A busca de sentido, no discurso jurídico, é justificável pela dificuldade de elucidar questões decorrentes da interpretação da
linguagem destacada na esfera normativa. Ademais, é notório que a terminologia quase inacessível do Direito, mesmo crescente e
exaltada pelas academias, constitui óbice que vem a comprometer a eficácia da prestação jurisdicional, resultando em descrédito por
parte do cidadão comum. Urge salientar que essa aparente obscuridade tem o condão de gerar consequências, principalmente no que diz
respeito às decisões judiciais, que se tornariam despidas de efetividade sem a correlata interpretação e compreensão do discurso jurídico.
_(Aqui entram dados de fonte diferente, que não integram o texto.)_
use std::{fs::File, io::BufReader, time::Duration, time::Instant};

use clap::Parser;
use console::style;
use csv::WriterBuilder;
use itertools::Itertools;
use modsolve::{
    snapshot::UniverseSnapshot, Budget, Interner, NameId, Request, SolveError, Solver,
    SolverConfig,
};
use rand::{prelude::IteratorRandom, rngs::StdRng, Rng, SeedableRng};

#[derive(Parser)]
#[clap(version = "0.1.0")]
struct Opts {
    snapshot: String,

    /// The maximum number of requests to solve
    #[clap(long, short = 'n', default_value = "1000")]
    limit: usize,

    /// The timeout to use for solving a request in seconds. If a solve takes
    /// longer it is aborted.
    #[clap(long, default_value = "60")]
    timeout: u64,

    /// The maximum number of search steps per request.
    #[clap(long)]
    max_steps: Option<u64>,

    /// Solve every requested package in its own namespace.
    #[clap(long)]
    independent_goals: bool,

    /// The random seed to use for generating the requests.
    #[clap(long, default_value = "0")]
    seed: u64,

    /// Where the timings are written to.
    #[clap(long, default_value = "timings.csv")]
    output: String,
}

#[derive(Debug, serde::Serialize)]
struct Record {
    packages: String,
    duration: f64,
    steps: Option<u64>,
    backjumps: Option<u64>,
    error: Option<String>,
    records: Option<usize>,
}

fn main() -> Result<(), Box<dyn std::error::Error>> {
    let opts: Opts = Opts::parse();

    eprintln!("Loading snapshot ...");
    let snapshot_file = BufReader::new(File::open(&opts.snapshot)?);
    let snapshot: UniverseSnapshot = serde_json::from_reader(snapshot_file)?;
    let names: Vec<NameId> = snapshot.packages.iter().map(|(name, _)| name).collect();
    if names.is_empty() {
        return Err("the snapshot does not contain any package".into());
    }

    let mut writer = WriterBuilder::new()
        .has_headers(true)
        .from_path(&opts.output)?;

    let config = SolverConfig::default()
        .with_independent_goals(opts.independent_goals)
        .with_budget(Budget {
            max_steps: opts.max_steps,
            max_backjumps: None,
            timeout: Some(Duration::from_secs(opts.timeout)),
        });
    let solver = Solver::new(snapshot);

    let mut rng = StdRng::seed_from_u64(opts.seed);
    for i in 0..opts.limit {
        // Construct a request with a random number of goals.
        let num_goals = rng.random_range(1..=10usize);
        let goals = names.iter().copied().choose_multiple(&mut rng, num_goals);

        let request_name = goals
            .iter()
            .format_with("\n", |&name, f| {
                f(&format_args!("{}", solver.provider().display_name(name)))
            })
            .to_string();
        eprintln!(
            "solving ({}/{})...\n{}",
            i + 1,
            opts.limit,
            goals.iter().format_with("\n", |&name, f| {
                f(&format_args!(
                    "- {}",
                    style(solver.provider().display_name(name)).dim()
                ))
            })
        );

        let request = Request::new().goals(goals);
        let start = Instant::now();
        let result = solver.solve(&request, &config);
        let duration = start.elapsed();

        let mut record = Record {
            packages: request_name,
            duration: duration.as_secs_f64(),
            steps: None,
            backjumps: None,
            error: None,
            records: None,
        };
        match result {
            Ok(plan) => {
                eprintln!(
                    "{}",
                    style(format!(
                        "==> OK in {:.2}ms, {} packages, {} steps",
                        duration.as_secs_f64() * 1000.0,
                        plan.len(),
                        plan.stats().steps,
                    ))
                    .green()
                );
                record.records = Some(plan.len());
                record.steps = Some(plan.stats().steps);
                record.backjumps = Some(plan.stats().backjumps);
            }
            Err(SolveError::Unsolvable(conflict)) => {
                eprintln!(
                    "{}",
                    style(format!(
                        "==> FAIL in {:.2}ms",
                        duration.as_secs_f64() * 1000.0
                    ))
                    .yellow()
                );
                record.steps = Some(conflict.stats().steps);
                record.backjumps = Some(conflict.stats().backjumps);
                record.error = Some(
                    conflict
                        .display_user_friendly(solver.provider())
                        .to_string(),
                );
            }
            Err(SolveError::BudgetExceeded(exhausted)) => {
                eprintln!(
                    "{}",
                    style(format!(
                        "==> ABORTED after {:.2}ms: {}",
                        duration.as_secs_f64() * 1000.0,
                        exhausted.limit
                    ))
                    .red()
                );
                record.steps = Some(exhausted.steps);
                record.backjumps = Some(exhausted.backjumps);
                record.error = Some(exhausted.limit.to_string());
            }
            Err(error) => {
                eprintln!("{}", style(format!("==> ERROR: {error}")).red());
                record.error = Some(error.to_string());
            }
        }

        writer.serialize(record)?;
        if i % 10 == 0 {
            writer.flush()?;
        }
    }

    writer.flush()?;
    Ok(())
}
//! Defines helpers that make it easier to set up packages for the solver
//! without implementing a custom [`crate::PackageIndex`].

mod universe;

pub use universe::Universe;
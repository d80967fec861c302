//! Package versions and version ranges.
//!
//! Versions are dotted sequences of numbers (`1.2.3`) compared
//! component-wise. Ranges are provided by the [`version_ranges`] crate, which
//! gives us intersection, union and complement for free.

use std::{
    fmt::{Display, Formatter},
    str::FromStr,
};

use itertools::Itertools;

/// A set of versions. Dependencies, user constraints and preferences are all
/// expressed as ranges.
pub type VersionRange = version_ranges::Ranges<Version>;

/// A dotted numeric version such as `1.10.2`.
///
/// Versions compare lexicographically by component, so `1.2 < 1.2.0 < 1.10`.
#[derive(Clone, Debug, Default, PartialEq, Eq, Hash, PartialOrd, Ord)]
#[cfg_attr(feature = "serde", derive(serde::Serialize, serde::Deserialize))]
#[cfg_attr(feature = "serde", serde(into = "String", try_from = "String"))]
pub struct Version(Vec<u32>);

impl Version {
    /// Constructs a version from its components.
    pub fn new(components: impl IntoIterator<Item = u32>) -> Self {
        Self(components.into_iter().collect())
    }

    /// Returns the components of this version.
    pub fn components(&self) -> &[u32] {
        &self.0
    }

    /// Returns the smallest version that is strictly larger than this version
    /// and all of its extensions, e.g. `1.2` becomes `1.3`. Useful to express
    /// "major compatible" ranges.
    pub fn bump_last(&self) -> Self {
        let mut components = self.0.clone();
        match components.last_mut() {
            Some(last) => *last += 1,
            None => components.push(1),
        }
        Self(components)
    }
}

impl From<u32> for Version {
    fn from(value: u32) -> Self {
        Self(vec![value])
    }
}

impl From<&[u32]> for Version {
    fn from(value: &[u32]) -> Self {
        Self(value.to_vec())
    }
}

impl Display for Version {
    fn fmt(&self, f: &mut Formatter<'_>) -> std::fmt::Result {
        write!(f, "{}", self.0.iter().format("."))
    }
}

/// Returned when a string does not describe a valid [`Version`].
#[derive(Debug, Clone, PartialEq, Eq, thiserror::Error)]
#[error("invalid version '{0}'")]
pub struct ParseVersionError(String);

impl FromStr for Version {
    type Err = ParseVersionError;

    fn from_str(s: &str) -> Result<Self, Self::Err> {
        if s.is_empty() {
            return Err(ParseVersionError(s.to_string()));
        }
        s.split('.')
            .map(u32::from_str)
            .collect::<Result<Vec<_>, _>>()
            .map(Self)
            .map_err(|_| ParseVersionError(s.to_string()))
    }
}

impl From<Version> for String {
    fn from(value: Version) -> Self {
        value.to_string()
    }
}

impl TryFrom<String> for Version {
    type Error = ParseVersionError;

    fn try_from(value: String) -> Result<Self, Self::Error> {
        value.parse()
    }
}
A metodologia empregada é resultante de pesquisa bibliográfica, pois abrange as referências já tornadas públicas em relação ao
tema de estudo, como pesquisa por intermédio da consulta de livros, publicações especializadas, artigos jurídicos e dados oficiais
publicados na Internet, em sítios eletrônicos especializados, além de consulta a fontes doutrinárias existentes acerca do assunto. O
presente artigo buscou analisar os aspectos que envolvem a interpretação constitucional, a semiótica como conceito, as dimensões da
semiótica, a semiótica sob a perspectiva jurídica, bem como os elementos que constituem o discurso jurídico, a análise semiótica na
teoria da interpretação.

A leitura do Direito, a partir da construção de argumentos que validem a aplicação das leis e legitimem o sentido das normas é
prerrogativa do cientista jurídico, pois denota apurada reflexão sobre a prática legal e, eminentemente, sobre a filosofia do direito.